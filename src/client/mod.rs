//! TagSense API client implementation.
//!
//! This module provides the complete client: request operations, the
//! access-token lifecycle, throttle tracking, and the transport seam they
//! all run on.
//!
//! # Module Organization
//!
//! ```text
//! client/
//! ├── api        - TagSenseClient and the request pipeline
//! ├── config     - Client configuration and credentials
//! ├── operations - Operation descriptors and form-body encoding
//! ├── throttle   - Throttle flag, clearing timer, observer
//! ├── token      - Single-flight token refresh and the replay queue
//! └── transport  - Transport trait and the reqwest-backed HttpTransport
//! ```
//!
//! # Key Types
//!
//! | Type | Description |
//! |------|-------------|
//! | [`TagSenseClient`] | Main API client |
//! | [`ClientConfig`] | Client configuration options |
//! | [`Credentials`] | Client-credentials identity |
//! | [`Transport`] | Pluggable HTTP collaborator |
//! | [`HttpTransport`] | Production `reqwest` transport |
//! | [`ThrottleHandler`] | Observer for throttle episodes |
//!
//! # Examples
//!
//! ## Creating a Client
//!
//! ```
//! use tagsense::{ClientConfig, TagSenseClient};
//!
//! // Default configuration
//! let client = TagSenseClient::new("client-id", "client-secret");
//!
//! // Custom configuration
//! let config = ClientConfig {
//!     host: "api.staging.tagsense.io".to_string(),
//!     verbose: true,
//!     ..Default::default()
//! };
//! let client = TagSenseClient::with_config("client-id", "client-secret", config);
//! ```
//!
//! ## Tagging and Feedback
//!
//! ```ignore
//! let response = client.tag_url("http://example.com/a.jpg", None).await?;
//! let docids = vec!["15512461224882630000".to_string()];
//! client.feedback_add_tags(docids, vec!["train".to_string()], None).await?;
//! ```

mod api;
mod config;
mod operations;
mod throttle;
mod token;
mod transport;

pub use api::TagSenseClient;
pub use config::{ClientConfig, Credentials};
pub use throttle::ThrottleHandler;
pub use transport::{FormRequest, HttpTransport, RawResponse, Transport};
********
Assigned task - Repeat each entry above exactly as it appears.

Result for this task -
filename src/client/mod.rs
//! TagSense API client implementation.
//!
//! This module provides the complete client: request operations, the
//! access-token lifecycle, throttle tracking, and the transport seam they
//! all run on.
//!
//! # Module Organization
//!
//! ```text
//! client/
//! ├── api        - TagSenseClient and the request pipeline
//! ├── config     - Client configuration and credentials
//! ├── operations - Operation descriptors and form-body encoding
//! ├── throttle   - Throttle flag, clearing timer, observer
//! ├── token      - Single-flight token refresh and the replay queue
//! └── transport  - Transport trait and the reqwest-backed HttpTransport
//! ```
//!
//! # Key Types
//!
//! | Type | Description |
//! |------|-------------|
//! | [`TagSenseClient`] | Main API client |
//! | [`ClientConfig`] | Client configuration options |
//! | [`Credentials`] | Client-credentials identity |
//! | [`Transport`] | Pluggable HTTP collaborator |
//! | [`HttpTransport`] | Production `reqwest` transport |
//! | [`ThrottleHandler`] | Observer for throttle episodes |
//!
//! # Examples
//!
//! ## Creating a Client
//!
//! ```
//! use tagsense::{ClientConfig, TagSenseClient};
//!
//! // Default configuration
//! let client = TagSenseClient::new("client-id", "client-secret");
//!
//! // Custom configuration
//! let config = ClientConfig {
//!     host: "api.staging.tagsense.io".to_string(),
//!     verbose: true,
//!     ..Default::default()
//! };
//! let client = TagSenseClient::with_config("client-id", "client-secret", config);
//! ```
//!
//! ## Tagging and Feedback
//!
//! ```ignore
//! let response = client.tag_url("http://example.com/a.jpg", None).await?;
//! let docids = vec!["15512461224882630000".to_string()];
//! client.feedback_add_tags(docids, vec!["train".to_string()], None).await?;
//! ```

mod api;
mod config;
mod operations;
mod throttle;
mod token;
mod transport;

pub use api::TagSenseClient;
pub use config::{ClientConfig, Credentials};
pub use throttle::ThrottleHandler;
pub use transport::{FormRequest, HttpTransport, RawResponse, Transport};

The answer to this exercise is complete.